Application of the Γ148 matrix to the pedigree-based relationship matrix lifted the average diagonal elements of A22 closer to G05 (Figure 3). The smallest diagonal and off-diagonal values of A22 increased by 0.25 (from one to 1.25) and by 0.50 (from 0 to 0.50), respectively, by using Γ148 as the basis for A22Γ (Table 4). The increase was close to that in Kudinov et al. (2020) - 0.27 and 0.48 for the diagonal and off-diagonal elements, respectively. The correlations in the diagonal and off-diagonal elements were higher between G05 and A22Γ (0.70 and 0.88) than between G05 and A22 (0.57 and 0.77). The overall magnitude of values in A22Γ in our study was higher than presented for HOL in Koivula et al. (2022). Average relationship coefficients of A22, A22Γ, and G05 in Koivula et al. (2022) had a steady increase by animal’s birth year. However, similar behavior in our study was observed only for the A22 matrix. A slight decrease in the average relationship coefficient of G05 and A22Γ was observed after year 2000. This might be caused by the establishment of the joint Nordic RDC evaluation and admixture of the breads in the three populations. The total increase in the average relationships in the 40-year period were 2.81%, 0.97%, and 0.72% for A22, A22Γ, and G05, respectively. The MF approach is beneficial in an admixed population such as Nordic RDC, as it helps to balance the G05 and A22 matrices. However, A22Γ and G05 were not on exactly on the same scale as the mean diagonal and off-diagonal elements in A22Γ were still somewhat lower than in G05 (Table 4). So, some compatibility issues between the pedigree- and genomic-based relationship matrices remained.

FIGURE 3
www.frontiersin.org

FIGURE 3. Average diagonal elements of A22 (black circles), AΓ (blue triangles), and G05 (red diamonds) by the birth year of a genotyped animal.

TABLE 4
www.frontiersin.org

TABLE 4. Mean, minimum (Min), and maximum (Max) element values of A22, A22Γ and G05 from diagonal and off-diagonal.

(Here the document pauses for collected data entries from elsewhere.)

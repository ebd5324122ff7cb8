use sitewalk_crawler::{anyhow, canonicalize, CanonicalUrl, Collector, FetchOutcome};

fn url(domain: &str, depth: usize) -> CanonicalUrl {
    CanonicalUrl::new(domain, depth)
}

fn outcome(requested: CanonicalUrl, resolved: &str, text: &str) -> FetchOutcome {
    FetchOutcome {
        requested,
        resolved: resolved.to_string(),
        text: text.to_string(),
        error: None,
    }
}

#[test]
fn seed_is_registered_and_queued() {
    let collector = Collector::new("https://www.example.com/").unwrap();
    assert_eq!(collector.root(), "example.com");
    assert_eq!(collector.site(), "example.com");
    assert!(!collector.is_root_resolved());
    assert_eq!(collector.registry().len(), 1);
    assert_eq!(collector.frontier().depth_of("example.com"), Some(0));
}

#[test]
fn invalid_seed_is_an_error() {
    assert!(Collector::new("").is_err());
    assert!(Collector::new("/just/a/path").is_err());
}

#[test]
fn duplicate_hrefs_make_one_record() {
    let mut collector = Collector::new("https://example.com").unwrap();
    let seed = collector.next_pending().unwrap();
    collector.merge_outcome(outcome(seed, "example.com", "home"));

    let candidates = ["https://www.example.com/about/", "http://example.com/about"]
        .iter()
        .map(|href| url(&canonicalize(href).unwrap(), 1));
    let merge = collector.merge_candidates(candidates);

    assert_eq!(merge.admitted, 1);
    assert_eq!(merge.known, 1);
    assert_eq!(collector.registry().len(), 2);
    assert_eq!(collector.frontier().len(), 1);
    assert_eq!(collector.frontier().depth_of("example.com/about"), Some(1));
}

#[test]
fn off_site_candidates_are_dropped() {
    let mut collector = Collector::new("https://example.com").unwrap();
    let merge = collector.merge_candidates([url("other.org/x", 1), url("example.com/y", 1)]);
    assert_eq!(merge.off_site, 1);
    assert_eq!(merge.admitted, 1);
    assert!(!collector.registry().contains("other.org/x"));
}

#[test]
fn seed_redirect_rekeys_root() {
    let mut collector = Collector::new("http://site.com").unwrap();
    let seed = collector.next_pending().unwrap();
    let resolved = canonicalize("http://site.com/en").unwrap();

    let merge = collector.merge_outcome(outcome(seed, &resolved, "welcome"));

    assert!(merge.redirected_root);
    assert!(merge.stored);
    assert!(collector.is_root_resolved());
    assert_eq!(collector.root(), "site.com/en");
    assert_eq!(collector.site(), "site.com");
    assert!(!collector.registry().contains("site.com"));
    let record = collector.registry().get("site.com/en").unwrap();
    assert_eq!(record.depth(), 0);
    assert_eq!(record.text.as_deref(), Some("welcome"));
}

#[test]
fn seed_redirect_to_other_host_moves_site() {
    let mut collector = Collector::new("https://old-site.com").unwrap();
    let seed = collector.next_pending().unwrap();

    collector.merge_outcome(outcome(seed, "new-site.com/home", "moved"));

    assert_eq!(collector.site(), "new-site.com");
    let merge = collector.merge_candidates([url("new-site.com/a", 1), url("old-site.com/b", 1)]);
    assert_eq!(merge.admitted, 1);
    assert_eq!(merge.off_site, 1);
}

#[test]
fn redirect_is_checked_only_once() {
    let mut collector = Collector::new("https://site.com").unwrap();
    let seed = collector.next_pending().unwrap();
    collector.merge_outcome(outcome(seed, "site.com", "home"));
    collector.merge_candidates([url("site.com/a", 1)]);
    let a = collector.next_pending().unwrap();

    let merge = collector.merge_outcome(outcome(a, "site.com/elsewhere", "lost"));

    assert!(!merge.redirected_root);
    assert!(!merge.stored);
    assert_eq!(collector.root(), "site.com");
    assert!(collector.registry().get("site.com/a").unwrap().text.is_none());
}

#[test]
fn redirect_onto_known_key_keeps_seed_record() {
    let mut collector = Collector::new("https://site.com").unwrap();
    let seed = collector.next_pending().unwrap();
    collector.merge_candidates([url("site.com/en", 1)]);

    let merge = collector.merge_outcome(outcome(seed, "site.com/en", "english"));

    assert!(!merge.redirected_root);
    assert!(collector.is_root_resolved());
    assert_eq!(collector.root(), "site.com");
    assert!(collector.registry().get("site.com").unwrap().text.is_none());
    assert_eq!(
        collector.registry().get("site.com/en").unwrap().text.as_deref(),
        Some("english")
    );
}

#[test]
fn failed_outcome_stores_empty_text() {
    let mut collector = Collector::new("https://site.com").unwrap();
    let seed = collector.next_pending().unwrap();

    let merge = collector.merge_outcome(FetchOutcome::failed(seed, anyhow::anyhow!("timeout")));

    assert!(merge.stored);
    assert!(!merge.redirected_root);
    assert_eq!(
        collector.registry().get("site.com").unwrap().text.as_deref(),
        Some("")
    );
}

#[test]
fn rediscovery_lowers_queued_depth() {
    let mut collector = Collector::new("https://site.com").unwrap();
    let seed = collector.next_pending().unwrap();
    collector.merge_outcome(outcome(seed, "site.com", "home"));

    let merge = collector.merge_candidates([url("site.com/x", 3), url("site.com/x", 1)]);

    assert_eq!(merge.admitted, 1);
    assert_eq!(merge.lowered, 1);
    assert_eq!(collector.frontier().len(), 1);
    assert_eq!(collector.frontier().depth_of("site.com/x"), Some(1));
    assert_eq!(collector.registry().get("site.com/x").unwrap().depth(), 1);

    let merge = collector.merge_candidates([url("site.com/x", 2)]);
    assert_eq!(merge.known, 1);
    assert_eq!(collector.frontier().depth_of("site.com/x"), Some(1));
}

#[test]
fn dispatched_record_keeps_its_depth() {
    let mut collector = Collector::new("https://site.com").unwrap();
    let seed = collector.next_pending().unwrap();
    collector.merge_outcome(outcome(seed, "site.com", "home"));
    collector.merge_candidates([url("site.com/x", 3)]);
    let dispatched = collector.next_pending().unwrap();
    assert_eq!(dispatched.depth, 3);

    let merge = collector.merge_candidates([url("site.com/x", 1)]);

    assert_eq!(merge.lowered, 0);
    assert_eq!(merge.known, 1);
    assert!(collector.frontier().is_empty());
    assert_eq!(collector.registry().get("site.com/x").unwrap().depth(), 3);
}

#[test]
fn fetched_records_come_out_by_depth() {
    let mut collector = Collector::new("https://site.com").unwrap();
    let seed = collector.next_pending().unwrap();
    collector.merge_outcome(outcome(seed, "site.com", "home"));
    collector.merge_candidates([url("site.com/b", 1), url("site.com/a", 1), url("site.com/c", 1)]);
    for _ in 0..2 {
        let next = collector.next_pending().unwrap();
        let resolved = next.domain.clone();
        collector.merge_outcome(outcome(next, &resolved, "page"));
    }

    let pages = collector.into_registry().into_fetched();
    let domains: Vec<_> = pages.iter().map(|p| p.domain()).collect();
    assert_eq!(domains.len(), 3);
    assert_eq!(domains[0], "site.com");
    assert!(pages.iter().all(|p| p.is_fetched()));
    assert!(domains[1] < domains[2]);
}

In addition to Γpre, ΓRDC_HOL was tested as source for Γ148* and corresponding A22Γ* estimation. The mean difference between ΓRDC_HOL and Γpre was 0.03. Diagonal elements in A22Γ* constructed using extrapolated ΓRDC_HOL were on average 0.02 lower than in A22Γ used for genomic prediction. Even though construction of Γpre with ΓRDC and ΓHOL diagonals helped to lift A22 closer to G05, this step was not vital and ΓRDC_HOL might have been used as it is.

Filtering of the SNPs by minor allele frequency (MAF) for the Γ matrix estimation was elaborated in our previous study (Kudinov et al., 2020), and indirectly performed in Legarra et al. (2015). In the current study, we avoided MAF filtering of SNPs used to compute Γpre. That helped to compute a A22Γ matrix closer to G05, as the same set of markers was used to construct G05. We observed that if selection of SNPs is used, it should be applied to both Γ and G05, i.e., the same set of markers should be used consistently. It is reasonable to keep the set of markers used in G05 and Γ as compatible as possible.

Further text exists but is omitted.